- **Task details**: Given the listing that follows, report all lines in which the string "same" occurs.
+===+
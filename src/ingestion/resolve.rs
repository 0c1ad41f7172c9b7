//! Column resolution: canonical field name -> best raw header.
//!
//! Headers and aliases are compared in a normalised form (trimmed, lower-cased, runs of
//! whitespace / `_` / `-` collapsed to one space), so `" Tipo_de  Cliente "` and
//! `"tipo de cliente"` are the same column.
//!
//! Containment is checked on whole words: `"total venta"` contains `"venta"`, but `"nombre"`
//! does not contain `"mb"`. A header that is an exact spelling of some field's alias is
//! reserved for that field and never matched by containment for any other field, so with
//! `Cliente` present, `"tipo de cliente"` does not claim it.

use serde::Deserialize;

use crate::catalog::Catalog;

/// How a field picks among several candidate headers.
#[derive(Debug, Clone, Copy, PartialEq, Eq, Default, Deserialize)]
#[serde(rename_all = "snake_case")]
pub enum MatchPolicy {
    /// Alias priority wins: exact matches first (alias by alias), then containment.
    #[default]
    FirstMatch,
    /// Score every (alias, header) pair and keep the strongest.
    BestScore,
}

/// How a header matched an alias.
#[derive(Debug, Clone, Copy, PartialEq, Eq, PartialOrd, Ord)]
pub enum MatchKind {
    /// Normalised forms are equal.
    Exact,
    /// One normalised form contains the other.
    Contains,
}

/// Outcome of resolving one canonical field.
#[derive(Debug, Clone, PartialEq, Eq)]
pub enum Resolution {
    Resolved {
        /// Header as it appears in the upload.
        header: String,
        /// Column position in the upload.
        index: usize,
        /// Catalog alias that matched.
        alias: String,
        kind: MatchKind,
    },
    Absent,
}

/// One entry of a [`ColumnMapping`].
#[derive(Debug, Clone, PartialEq, Eq)]
pub struct FieldMapping {
    pub field: String,
    pub resolution: Resolution,
}

/// Canonical field -> resolved header, in catalog order.
///
/// A pure function of (headers, catalog, policy): the same inputs always give the same mapping.
#[derive(Debug, Clone, PartialEq, Eq)]
pub struct ColumnMapping {
    fields: Vec<FieldMapping>,
    headers: Vec<String>,
}

impl ColumnMapping {
    pub fn fields(&self) -> &[FieldMapping] {
        &self.fields
    }

    /// Column index for a field, if it resolved.
    pub fn index_of(&self, field: &str) -> Option<usize> {
        self.fields.iter().find(|m| m.field == field).and_then(|m| match &m.resolution {
            Resolution::Resolved { index, .. } => Some(*index),
            Resolution::Absent => None,
        })
    }

    /// Upload header for a field, if it resolved.
    pub fn header_of(&self, field: &str) -> Option<&str> {
        self.fields.iter().find(|m| m.field == field).and_then(|m| match &m.resolution {
            Resolution::Resolved { header, .. } => Some(header.as_str()),
            Resolution::Absent => None,
        })
    }

    /// Fields that matched, with their headers.
    pub fn matched(&self) -> Vec<(String, String)> {
        self.fields
            .iter()
            .filter_map(|m| match &m.resolution {
                Resolution::Resolved { header, .. } => Some((m.field.clone(), header.clone())),
                Resolution::Absent => None,
            })
            .collect()
    }

    /// Fields no header matched.
    pub fn unmatched_fields(&self) -> Vec<String> {
        self.fields
            .iter()
            .filter(|m| m.resolution == Resolution::Absent)
            .map(|m| m.field.clone())
            .collect()
    }

    /// Upload headers no field uses.
    pub fn extra_headers(&self) -> Vec<String> {
        self.headers
            .iter()
            .enumerate()
            .filter(|(i, _)| !self.fields.iter().any(|m| matches!(m.resolution, Resolution::Resolved { index, .. } if index == *i)))
            .map(|(_, h)| h.clone())
            .collect()
    }

    /// Members of `required` that did not resolve.
    pub fn missing_required(&self, required: &[String]) -> Vec<String> {
        required
            .iter()
            .filter(|r| self.index_of(r).is_none())
            .cloned()
            .collect()
    }
}

/// Normalise a header or alias for comparison.
pub fn normalize_header(s: &str) -> String {
    let lowered = s.trim().to_lowercase();
    lowered
        .split(|c: char| c.is_whitespace() || c == '_' || c == '-')
        .filter(|part| !part.is_empty())
        .collect::<Vec<_>>()
        .join(" ")
}

/// Resolve every catalog field against `headers`.
pub fn resolve_columns(headers: &[String], catalog: &Catalog, policy: MatchPolicy) -> ColumnMapping {
    let normalized: Vec<String> = headers.iter().map(|h| normalize_header(h)).collect();

    let aliases: Vec<Vec<(String, &str)>> = catalog
        .fields()
        .iter()
        .map(|spec| {
            spec.aliases
                .iter()
                .map(|a| (normalize_header(a), a.as_str()))
                .filter(|(n, _)| !n.is_empty())
                .collect()
        })
        .collect();

    // Fields whose aliases spell each header exactly.
    let exact_owners: Vec<Vec<usize>> = normalized
        .iter()
        .map(|h| {
            aliases
                .iter()
                .enumerate()
                .filter(|(_, field_aliases)| field_aliases.iter().any(|(a, _)| a == h))
                .map(|(f, _)| f)
                .collect()
        })
        .collect();

    let fields = catalog
        .fields()
        .iter()
        .zip(&aliases)
        .enumerate()
        .map(|(f, (spec, field_aliases))| {
            let candidates = Candidates {
                headers: &normalized,
                containable: exact_owners.iter().map(|owners| owners.iter().all(|&o| o == f)).collect(),
            };
            let found = match policy {
                MatchPolicy::FirstMatch => candidates.first_match(field_aliases),
                MatchPolicy::BestScore => candidates.best_score(field_aliases),
            };

            let resolution = match found {
                Some((index, alias, kind)) => Resolution::Resolved {
                    header: headers[index].clone(),
                    index,
                    alias: alias.to_owned(),
                    kind,
                },
                None => Resolution::Absent,
            };
            FieldMapping {
                field: spec.name.clone(),
                resolution,
            }
        })
        .collect();

    ColumnMapping {
        fields,
        headers: headers.to_vec(),
    }
}

/// `needle`'s words appear contiguously in `haystack`'s words.
fn contains_words(haystack: &str, needle: &str) -> bool {
    let hay: Vec<&str> = haystack.split(' ').collect();
    let pin: Vec<&str> = needle.split(' ').collect();
    !pin.is_empty() && hay.windows(pin.len()).any(|w| w == pin.as_slice())
}

/// Headers as seen by one field.
struct Candidates<'h> {
    headers: &'h [String],
    /// `containable[i]`: header `i` is not reserved by another field's exact alias.
    containable: Vec<bool>,
}

impl Candidates<'_> {
    fn kind(&self, i: usize, alias: &str) -> Option<MatchKind> {
        let h = &self.headers[i];
        if h.is_empty() {
            None
        } else if h == alias {
            Some(MatchKind::Exact)
        } else if self.containable[i] && (contains_words(h, alias) || contains_words(alias, h)) {
            Some(MatchKind::Contains)
        } else {
            None
        }
    }

    fn first_match<'a>(&self, aliases: &[(String, &'a str)]) -> Option<(usize, &'a str, MatchKind)> {
        for wanted in [MatchKind::Exact, MatchKind::Contains] {
            for (alias, raw) in aliases {
                if let Some(i) = (0..self.headers.len()).find(|&i| self.kind(i, alias) == Some(wanted)) {
                    return Some((i, raw, wanted));
                }
            }
        }
        None
    }

    fn best_score<'a>(&self, aliases: &[(String, &'a str)]) -> Option<(usize, &'a str, MatchKind)> {
        // Lower key is better: (kind, length difference, alias priority, header position).
        let mut best: Option<((MatchKind, usize, usize, usize), &'a str)> = None;
        for (priority, (alias, raw)) in aliases.iter().enumerate() {
            for i in 0..self.headers.len() {
                let Some(kind) = self.kind(i, alias) else {
                    continue;
                };
                let key = (kind, self.headers[i].len().abs_diff(alias.len()), priority, i);
                if best.as_ref().is_none_or(|(k, _)| key < *k) {
                    best = Some((key, raw));
                }
            }
        }
        best.map(|((kind, _, _, i), raw)| (i, raw, kind))
    }
}
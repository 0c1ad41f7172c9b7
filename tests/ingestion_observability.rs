use std::sync::{Arc, Mutex};

use tabular_import::catalog::Catalog;
use tabular_import::ingestion::{
    CompositeObserver, FileObserver, ImportOptions, Importer, IngestionContext, IngestionObserver, IngestionSeverity,
    IngestionStats, Upload,
};
use tabular_import::lock::ImportLocks;
use tabular_import::storage::MemoryStore;
use tabular_import::ImportError;

#[derive(Default)]
struct RecordingObserver {
    successes: Mutex<Vec<IngestionStats>>,
    failures: Mutex<Vec<IngestionSeverity>>,
    alerts: Mutex<Vec<IngestionSeverity>>,
}

impl IngestionObserver for RecordingObserver {
    fn on_success(&self, _ctx: &IngestionContext, stats: IngestionStats) {
        self.successes.lock().unwrap().push(stats);
    }

    fn on_failure(&self, _ctx: &IngestionContext, severity: IngestionSeverity, _error: &ImportError) {
        self.failures.lock().unwrap().push(severity);
    }

    fn on_alert(&self, _ctx: &IngestionContext, severity: IngestionSeverity, _error: &ImportError) {
        self.alerts.lock().unwrap().push(severity);
    }
}

fn importer() -> Importer {
    Importer::new(Catalog::sales()).with_locks(Arc::new(ImportLocks::new()))
}

fn opts(obs: Arc<dyn IngestionObserver>, replace: bool) -> ImportOptions {
    ImportOptions {
        replace,
        observer: Some(obs),
        alert_at_or_above: IngestionSeverity::Critical,
        ..Default::default()
    }
}

#[test]
fn observer_receives_stats_on_success() {
    let obs = Arc::new(RecordingObserver::default());
    let upload = Upload::from_path("tests/fixtures/messy.csv").unwrap();

    let report = importer().import(&upload, &mut MemoryStore::new("client_data"), &opts(obs.clone(), false));
    assert!(report.success());

    let successes = obs.successes.lock().unwrap().clone();
    assert_eq!(
        successes,
        vec![IngestionStats {
            rows: 5,
            processed: 3,
            saved: 3,
            rejected: 2,
        }]
    );
    assert!(obs.failures.lock().unwrap().is_empty());
}

#[test]
fn observer_receives_failure_and_alert_on_critical_storage_error() {
    let obs = Arc::new(RecordingObserver::default());
    let upload = Upload::from_path("tests/fixtures/sales.csv").unwrap();
    let mut store = MemoryStore::new("client_data").failing_delete();

    let _ = importer().import(&upload, &mut store, &opts(obs.clone(), true));

    assert_eq!(obs.failures.lock().unwrap().clone(), vec![IngestionSeverity::Critical]);
    assert_eq!(obs.alerts.lock().unwrap().clone(), vec![IngestionSeverity::Critical]);
}

#[test]
fn observer_receives_failure_without_alert_for_input_error() {
    let obs = Arc::new(RecordingObserver::default());
    let upload = Upload::from_path("tests/fixtures/no_client.csv").unwrap();

    let _ = importer().import(&upload, &mut MemoryStore::new("client_data"), &opts(obs.clone(), false));

    assert_eq!(obs.failures.lock().unwrap().clone(), vec![IngestionSeverity::Error]);
    assert!(obs.alerts.lock().unwrap().is_empty());
}

#[test]
fn alert_threshold_can_be_lowered() {
    let obs = Arc::new(RecordingObserver::default());
    let o = ImportOptions {
        alert_at_or_above: IngestionSeverity::Error,
        ..opts(obs.clone(), false)
    };

    let _ = importer().import(&Upload::new("report.xlsx", "x"), &mut MemoryStore::new("client_data"), &o);

    assert_eq!(obs.alerts.lock().unwrap().clone(), vec![IngestionSeverity::Error]);
}

#[test]
fn composite_fans_out_and_file_observer_appends_lines() {
    let dir = tempfile::tempdir().unwrap();
    let log_path = dir.path().join("events.log");
    let recorder = Arc::new(RecordingObserver::default());
    let observers: Vec<Arc<dyn IngestionObserver>> = vec![recorder.clone(), Arc::new(FileObserver::new(&log_path))];
    let composite = CompositeObserver::new(observers);
    let o = opts(Arc::new(composite), true);
    let imp = importer();

    let sales = Upload::from_path("tests/fixtures/sales.csv").unwrap();
    let _ = imp.import(&sales, &mut MemoryStore::new("client_data"), &o);
    let _ = imp.import(&sales, &mut MemoryStore::new("client_data").failing_delete(), &o);

    assert_eq!(recorder.successes.lock().unwrap().len(), 1);
    assert_eq!(recorder.alerts.lock().unwrap().len(), 1);

    let contents = std::fs::read_to_string(&log_path).unwrap();
    let lines: Vec<&str> = contents.lines().collect();
    assert_eq!(lines.len(), 3, "{contents}");
    assert!(lines[0].contains(" ok target=client_data file=sales.csv replace=true rows=5"));
    assert!(lines[1].contains(" fail target=client_data file=sales.csv severity=Critical err="));
    assert!(lines[2].contains(" ALERT target=client_data file=sales.csv severity=Critical err="));
}

#[derive(Default)]
struct FailureCounter {
    failures: Mutex<usize>,
}

impl IngestionObserver for FailureCounter {
    fn on_failure(&self, _ctx: &IngestionContext, _severity: IngestionSeverity, _error: &ImportError) {
        *self.failures.lock().unwrap() += 1;
    }
}

#[test]
fn alert_is_not_counted_as_a_second_failure() {
    let obs = Arc::new(FailureCounter::default());
    let upload = Upload::from_path("tests/fixtures/sales.csv").unwrap();
    let mut store = MemoryStore::new("client_data").failing_delete();

    let report = importer().import(&upload, &mut store, &opts(obs.clone(), true));
    assert!(!report.success());
    assert_eq!(*obs.failures.lock().unwrap(), 1);
}
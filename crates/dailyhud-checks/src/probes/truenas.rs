//! TrueNAS appliance status over its REST API

use dailyhud_core::{CheckResult, Probe, ProbeContext, Result, ResultsBuilder, Thresholds};
use reqwest::blocking::Client;
use serde_json::Value;
use std::time::Duration;
use tracing::debug;

use crate::http::{self, HttpError};

/// `update/check_available` can be slow
const UPDATE_CHECK_TIMEOUT: Duration = Duration::from_secs(20);

pub struct TruenasProbe;

impl Probe for TruenasProbe {
    fn id(&self) -> &str {
        "truenas"
    }

    fn run(&self, ctx: &ProbeContext) -> Result<Vec<CheckResult>> {
        let config = &ctx.config.truenas;
        if config.host.is_empty() {
            return Ok(vec![CheckResult::error("truenas", "TrueNAS: No host configured")]);
        }
        let Some(api_key) = ctx.secrets.get("truenas_api_key") else {
            return Ok(vec![CheckResult::error("truenas", "TrueNAS: No API key configured")]);
        };

        let api = match TruenasApi::new(config.base_url(), api_key, !config.verify_tls) {
            Ok(api) => api,
            Err(e) => {
                return Ok(vec![CheckResult::error(
                    "truenas",
                    format!("TrueNAS: API error - {}", e),
                )])
            }
        };

        let info = match api.get("system/info", http::REQUEST_TIMEOUT) {
            Ok(info) => info,
            Err(HttpError::Timeout) => {
                return Ok(vec![CheckResult::error("truenas", "TrueNAS: Connection timed out")])
            }
            Err(HttpError::Connect(_)) => {
                return Ok(vec![CheckResult::error(
                    "truenas",
                    format!("TrueNAS: Cannot connect to {}", config.host),
                )])
            }
            Err(e) => {
                return Ok(vec![CheckResult::error(
                    "truenas",
                    format!("TrueNAS: API error - {}", e),
                )])
            }
        };
        let hostname = info
            .get("hostname")
            .and_then(Value::as_str)
            .unwrap_or(config.host.as_str())
            .to_string();

        let mut results = ResultsBuilder::new();

        results.push(match api.get("pool", http::REQUEST_TIMEOUT) {
            Ok(pools) => evaluate_pools(&pools, ctx.thresholds()),
            Err(e) => {
                debug!("TrueNAS pool query failed: {}", e);
                CheckResult::error("truenas-storage", "Storage: Failed to fetch pool data")
            }
        });

        results.push(match api.get("update/check_available", UPDATE_CHECK_TIMEOUT) {
            Ok(update) => evaluate_update(&update),
            Err(e) => {
                debug!("TrueNAS update check failed: {}", e);
                CheckResult::ok("truenas-updates", "Updates: Check skipped")
            }
        });

        results.push_front(CheckResult::ok(
            "truenas-system",
            format!("System: OK ({})", hostname),
        ));

        Ok(results.finish())
    }
}

struct TruenasApi<'a> {
    client: Client,
    base_url: String,
    api_key: &'a str,
}

impl<'a> TruenasApi<'a> {
    fn new(base_url: String, api_key: &'a str, accept_invalid_certs: bool) -> std::result::Result<Self, HttpError> {
        // per-request timeouts override this
        let client = http::client(UPDATE_CHECK_TIMEOUT, accept_invalid_certs)?;
        Ok(Self {
            client,
            base_url,
            api_key,
        })
    }

    fn get(&self, path: &str, timeout: Duration) -> std::result::Result<Value, HttpError> {
        let url = format!("{}/{}", self.base_url, path);
        debug!("GET {}", url);
        let response = self
            .client
            .get(url)
            .bearer_auth(self.api_key)
            .timeout(timeout)
            .send()?;
        http::json_body(response)
    }
}

fn format_free(free_bytes: f64) -> String {
    let tb = free_bytes / 1024f64.powi(4);
    if tb >= 1.0 {
        format!("{:.1}TB free", tb)
    } else {
        format!("{:.0}GB free", free_bytes / 1024f64.powi(3))
    }
}

fn evaluate_pools(pools: &Value, thresholds: &Thresholds) -> CheckResult {
    let pools = pools.as_array().map(Vec::as_slice).unwrap_or_default();
    let warn = thresholds.disk_warning_percent as f64;
    let crit = thresholds.disk_critical_percent as f64;

    let mut errors = Vec::new();
    let mut warnings = Vec::new();

    for pool in pools {
        let name = pool.get("name").and_then(Value::as_str).unwrap_or("unknown");
        let status = pool.get("status").and_then(Value::as_str).unwrap_or("UNKNOWN");
        let used = pool.pointer("/used/parsed").and_then(Value::as_f64).unwrap_or(0.0);
        let free = pool.pointer("/free/parsed").and_then(Value::as_f64).unwrap_or(0.0);
        let total = used + free;

        if total > 0.0 {
            let used_pct = used / total * 100.0;
            let line = format!("{}: {:.0}% used ({})", name, used_pct, format_free(free));
            if used_pct >= crit {
                errors.push(line);
            } else if used_pct >= warn {
                warnings.push(line);
            }
        }

        if status != "ONLINE" {
            errors.push(format!("{}: {}", name, status));
        }
    }

    if !errors.is_empty() {
        CheckResult::error("truenas-storage", "Storage: Critical").with_details(errors)
    } else if !warnings.is_empty() {
        CheckResult::warning(
            "truenas-storage",
            format!("Storage: {} pool(s) high usage", warnings.len()),
        )
        .with_details(warnings)
    } else {
        CheckResult::ok("truenas-storage", format!("Storage: {} pool(s) OK", pools.len()))
    }
}

fn evaluate_update(update: &Value) -> CheckResult {
    if update.get("status").and_then(Value::as_str) == Some("AVAILABLE") {
        let version = update.get("version").and_then(Value::as_str).unwrap_or("unknown");
        CheckResult::warning("truenas-updates", format!("Updates: {} available", version))
    } else {
        CheckResult::ok("truenas-updates", "Updates: Up to date")
    }
}

#[cfg(test)]
mod tests {
    use super::*;
    use dailyhud_core::{CacheStore, Config, Secrets, Status};
    use serde_json::json;

    const GIB: f64 = 1024.0 * 1024.0 * 1024.0;

    #[test]
    fn test_pools() {
        let pools = json!([
            {"name": "tank", "status": "ONLINE",
             "used": {"parsed": 85.0 * GIB}, "free": {"parsed": 15.0 * GIB}},
            {"name": "fast", "status": "ONLINE",
             "used": {"parsed": 10.0 * GIB}, "free": {"parsed": 2048.0 * GIB}}
        ]);
        let result = evaluate_pools(&pools, &Thresholds::default());
        assert_eq!(result.status, Status::Warning);
        assert_eq!(result.message, "Storage: 1 pool(s) high usage");
        assert_eq!(result.details, vec!["tank: 85% used (15GB free)"]);

        let degraded = json!([{"name": "tank", "status": "DEGRADED"}]);
        let result = evaluate_pools(&degraded, &Thresholds::default());
        assert_eq!(result.status, Status::Error);
        assert_eq!(result.details, vec!["tank: DEGRADED"]);

        let healthy = json!([{"name": "fast", "status": "ONLINE",
            "used": {"parsed": GIB}, "free": {"parsed": 2048.0 * GIB}}]);
        assert_eq!(
            evaluate_pools(&healthy, &Thresholds::default()).message,
            "Storage: 1 pool(s) OK"
        );
    }

    #[test]
    fn test_format_free() {
        assert_eq!(format_free(1.5 * 1024.0 * GIB), "1.5TB free");
        assert_eq!(format_free(200.0 * GIB), "200GB free");
    }

    fn context(url: String) -> ProbeContext {
        let mut config = Config::default();
        config.truenas.host = "nas.local".to_string();
        config.truenas.api_url = Some(url);
        let mut secrets = Secrets::new();
        secrets.insert("truenas_api_key", Some("key".to_string()));
        ProbeContext::new(config, secrets, CacheStore::disabled())
    }

    #[test]
    fn test_full_probe_system_first() {
        let mut server = mockito::Server::new();
        let _info = server
            .mock("GET", "/system/info")
            .match_header("authorization", "Bearer key")
            .with_body(r#"{"hostname": "vault", "version": "24.04"}"#)
            .create();
        let _pool = server
            .mock("GET", "/pool")
            .with_body(r#"[{"name": "tank", "status": "ONLINE"}]"#)
            .create();
        let _update = server
            .mock("GET", "/update/check_available")
            .with_status(500)
            .create();

        let results = TruenasProbe.run(&context(server.url())).unwrap();
        let messages: Vec<_> = results.iter().map(|r| r.message.as_str()).collect();
        assert_eq!(
            messages,
            vec!["System: OK (vault)", "Storage: 1 pool(s) OK", "Updates: Check skipped"]
        );
    }

    #[test]
    fn test_unreachable_is_single_error() {
        let mut server = mockito::Server::new();
        let _info = server.mock("GET", "/system/info").with_status(403).create();

        let results = TruenasProbe.run(&context(server.url())).unwrap();
        assert_eq!(results.len(), 1);
        assert_eq!(results[0].message, "TrueNAS: API error - HTTP 403");
    }

    #[test]
    fn test_update_available() {
        let result = evaluate_update(&json!({"status": "AVAILABLE", "version": "25.04"}));
        assert_eq!(result.status, Status::Warning);
        assert_eq!(result.message, "Updates: 25.04 available");
    }
}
+===+
- **Written reply**:
//! `"tipo de cliente"` are the same column.
/// A pure function of (headers, catalog, policy): the same inputs always give the same mapping.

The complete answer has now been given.